I took heat sensitive FAX paper and made these observations:

New PIPS Tip: The laser pattern is just like they showed us in class. It blasts out the end in a conical pattern.  Don’t really see any need to have the sheathing stripped away from the tip since no laser light is emitted from the shaft of the PIPS tip in this picture.  Having the sheathing all the way to the tip may actually make the tip stronger.  Wait, isn’t that what the WPT radial perio tip looks like and it is $100 less expensive.

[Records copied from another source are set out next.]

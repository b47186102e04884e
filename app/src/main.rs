//! creator-scout
//!
//! Usage:
//!     creator-scout init
//!     creator-scout cycle
//!     creator-scout run
//!     creator-scout discover --tag fitness --output creators.csv
//!     creator-scout scrape --input creators.csv --source instagram
//!     creator-scout stats

mod services;

use anyhow::{Context, Result};
use clap::{Parser, Subcommand};
use scout_core::{AppConfig, Platform};
use scout_db::ProfileStore;
use scout_engine::{filter_by_source, load_candidates_csv, save_candidates_csv};
use scout_scheduler::CandidateSource;
use services::{load_config, Services};
use std::path::{Path, PathBuf};
use tracing::info;

#[derive(Parser, Debug)]
#[command(name = "creator-scout", version, about = "Discover creators and scrape their public profiles")]
struct Cli {
    /// Config file (defaults to the user config directory)
    #[arg(long, global = true, env = "SCOUT_CONFIG")]
    config: Option<PathBuf>,

    #[command(subcommand)]
    command: Command,
}

#[derive(Subcommand, Debug, PartialEq)]
enum Command {
    /// Write a default config file
    Init {
        /// Replace an existing config file
        #[arg(long)]
        force: bool,
    },
    /// Run one discover-scrape-store cycle
    Cycle {
        /// Also write discovered candidates to this CSV file
        #[arg(long)]
        export: Option<PathBuf>,
    },
    /// Run cycles on the configured interval until Ctrl-C
    Run {
        /// Also write each cycle's discovered candidates to this CSV file
        #[arg(long)]
        export: Option<PathBuf>,
    },
    /// Discover candidates without scraping them
    Discover {
        /// Tags to browse after the feed; defaults to the configured hashtags
        #[arg(long = "tag")]
        tags: Vec<String>,
        /// CSV file to write candidates to
        #[arg(long, default_value = "creators.csv")]
        output: PathBuf,
    },
    /// Scrape candidates listed in a CSV file and store the results
    Scrape {
        /// CSV file with `source,profile_url` columns
        #[arg(long)]
        input: PathBuf,
        /// Only scrape rows from this platform
        #[arg(long)]
        source: Option<Platform>,
        /// Skip the API and scrape pages directly
        #[arg(long)]
        no_api: bool,
    },
    /// Print store counts
    Stats,
}

fn init_tracing() {
    use tracing_subscriber::{fmt, prelude::*, EnvFilter};

    let filter =
        EnvFilter::try_from_default_env().unwrap_or_else(|_| EnvFilter::new("info,scout=debug"));

    tracing_subscriber::registry()
        .with(fmt::layer().with_target(true))
        .with(filter)
        .init();
}

#[tokio::main]
async fn main() -> Result<()> {
    init_tracing();
    let cli = Cli::parse();

    info!("Starting creator-scout v{}", env!("CARGO_PKG_VERSION"));
    if let Command::Init { force } = cli.command {
        let path = match cli.config {
            Some(path) => path,
            None => AppConfig::config_path()?,
        };
        return write_default_config(&path, force);
    }
    let config = load_config(cli.config.as_deref())?;

    if cli.command == Command::Stats {
        return print_stats(&config).await;
    }

    let services = Services::start(config).await?;
    let outcome = run(&services, cli.command).await;
    services.shutdown().await;
    outcome
}

async fn run(services: &Services, command: Command) -> Result<()> {
    match command {
        Command::Cycle { export } => {
            let cycle = services.auto_cycle(export.as_deref())?;
            let report = cycle.run_cycle(1).await;
            println!("{}", serde_json::to_string_pretty(&report)?);
            if let Some(error) = report.error {
                anyhow::bail!("cycle failed: {error}");
            }
        }
        Command::Run { export } => {
            let cycle = services.auto_cycle(export.as_deref())?;
            let completed = cycle.run_continuous().await;
            info!("Stopped after {} cycles", completed);
        }
        Command::Discover { tags, output } => {
            let tags = if tags.is_empty() {
                services.config.discovery.hashtags.clone()
            } else {
                tags
            };
            let report = services.discovery().gather(&tags).await;
            if let Some(error) = report.error {
                anyhow::bail!("discovery failed: {error}");
            }
            save_candidates_csv(&output, &report.candidates)
                .with_context(|| format!("failed to write {}", output.display()))?;
            info!("Wrote {} candidates to {}", report.candidates.len(), output.display());
        }
        Command::Scrape {
            input,
            source,
            no_api,
        } => {
            let mut candidates = load_candidates_csv(&input)
                .with_context(|| format!("failed to read {}", input.display()))?;
            if let Some(source) = source {
                candidates = filter_by_source(candidates, source);
            }
            let prefer_api = services.config.scraping.use_api && !no_api;
            let result = services
                .orchestrator()?
                .run_batch(candidates, prefer_api, services.config.scraping.max_concurrency)
                .await;

            let mut stored = 0;
            for profile in result.profiles() {
                match services.db.upsert(profile).await {
                    Ok(_) => stored += 1,
                    Err(e) => tracing::warn!(handle = %profile.handle, "Failed to store profile: {}", e),
                }
            }
            info!(
                "Scraped {} profiles: {} succeeded, {} failed, {} stored",
                result.total, result.successful, result.failed, stored
            );
        }
        Command::Init { .. } | Command::Stats => {}
    }
    Ok(())
}

fn write_default_config(path: &Path, force: bool) -> Result<()> {
    if path.exists() && !force {
        anyhow::bail!("{} already exists, pass --force to replace it", path.display());
    }
    AppConfig::default()
        .save_to(path)
        .with_context(|| format!("failed to write {}", path.display()))?;
    info!("Wrote default config to {}", path.display());
    Ok(())
}

async fn print_stats(config: &scout_core::AppConfig) -> Result<()> {
    let db_path = config.database_path()?;
    let db = scout_db::Database::new(&db_path).await?;
    db.run_migrations().await?;
    let stats = db.stats().await?;
    println!("{}", serde_json::to_string_pretty(&stats)?);
    db.close().await;
    Ok(())
}

#[cfg(test)]
mod tests {
    use super::*;

    #[test]
    fn test_cli_parses_scrape() {
        let cli = Cli::try_parse_from([
            "creator-scout",
            "scrape",
            "--input",
            "creators.csv",
            "--source",
            "linkedin",
            "--no-api",
        ])
        .expect("valid args");

        assert_eq!(
            cli.command,
            Command::Scrape {
                input: PathBuf::from("creators.csv"),
                source: Some(Platform::LinkedIn),
                no_api: true,
            }
        );
    }

    #[test]
    fn test_cli_collects_repeated_tags() {
        let cli = Cli::try_parse_from([
            "creator-scout",
            "--config",
            "scout.toml",
            "discover",
            "--tag",
            "fitness",
            "--tag",
            "food",
        ])
        .expect("valid args");

        assert_eq!(cli.config, Some(PathBuf::from("scout.toml")));
        match cli.command {
            Command::Discover { tags, output } => {
                assert_eq!(tags, vec!["fitness", "food"]);
                assert_eq!(output, PathBuf::from("creators.csv"));
            }
            other => panic!("unexpected command {other:?}"),
        }
    }

    #[test]
    fn test_cli_parses_init() {
        let cli = Cli::try_parse_from(["creator-scout", "init"]).expect("valid args");
        assert_eq!(cli.command, Command::Init { force: false });

        let cli = Cli::try_parse_from(["creator-scout", "--config", "scout.toml", "init", "--force"])
            .expect("valid args");
        assert_eq!(cli.command, Command::Init { force: true });
        assert_eq!(cli.config, Some(PathBuf::from("scout.toml")));
    }

    #[test]
    fn test_write_default_config_refuses_overwrite() {
        let tmp = tempfile::TempDir::new().expect("create temp dir");
        let path = tmp.path().join("config.toml");

        write_default_config(&path, false).expect("first write");
        let loaded = AppConfig::load_from(&path).expect("load written config");
        assert_eq!(loaded.scraping.max_concurrency, AppConfig::default().scraping.max_concurrency);

        assert!(write_default_config(&path, false).is_err());
        write_default_config(&path, true).expect("forced write");
    }

    #[test]
    fn test_cli_rejects_unknown_source() {
        assert!(Cli::try_parse_from(["creator-scout", "scrape", "--input", "x.csv", "--source", "myspace"]).is_err());
    }
}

New Perio Radial tip (above): This tip has the very same pattern as the Endo PIPS tip. In this picture I just didn’t cook the paper as long. A conical shaped laser light pattern may actually explode more water to send shock waves down the root canal system, but a worn off tip directs the blast pattern straight down the canal. The Perio PIPS tip (0.6mm) is a larger diameter than the Endo patented PIPS tip (0.4mm) carrying more light to the source and may compensate for the lack of using the Endo PIPS tip or it may give more power and cause a better PIPSing action.  More research will need to be done.

Worn off PIPS tip: This is the old worn out tip that I keep going back to because my “new” Endo PIPS tips keep breaking prematurely.  Looks like the laser light “blast” pattern is more in the direction of the canal.  I still get a good amount of PIPSing affect with serious popping inside the canals.  Lateral canals look cleaned out, hooked and “river delta” looking apices appear to be obturated well.

In my course, I asked Dr. Mark Colonna why the PIPS tip was so much more expensive than the other tips and he answered me by saying it was patented (by him) and it took a lot of research to develop the tip with the right angles.  I accepted this at the time because I had nothing to compare it to, but now I’m not so sure.  He also told us that we could expect 50 canals out of each tip!  So far, I have almost 50 canals on my old trustworthy worn off tip!  Maybe that was what he was implying in the course.  That even though the radial tip wears off pretty quickly, you still can expect a good PIPSing affect from a blunted off tip?  He did say that if you used the Perio WPT radial tip to treat your root canals you would be outside the norm for the procedure and would not be included in any accumulated studies in the future.  With the Endo PIPS tip wearing off so rapidly, I’m not so sure there is any norm established in this procedure in the first place.  Plenty of unanswered questions are ahead involving PIPS.

Now that all of that is said, you really cannot help but like Drs. Mark Colonna and Enrico DiVito for what they are doing for the field of Endodontics.  Two general dentists out there fighting the establishment with their own money trying to figure out a better way to do root canals for the benefit of all of us in the dental field.  I for one am very grateful they are both so dedicated to their cause.

One day a laser physicist may lay this issue to rest and finally give us the definitive answer to wether or not a radial tip is essential to successfully performing photon-induced photo acoustic streaming inside the tooth’s neural vascular system.  Until then, my worn out tips are doing pretty good PIPSing.  Or are they?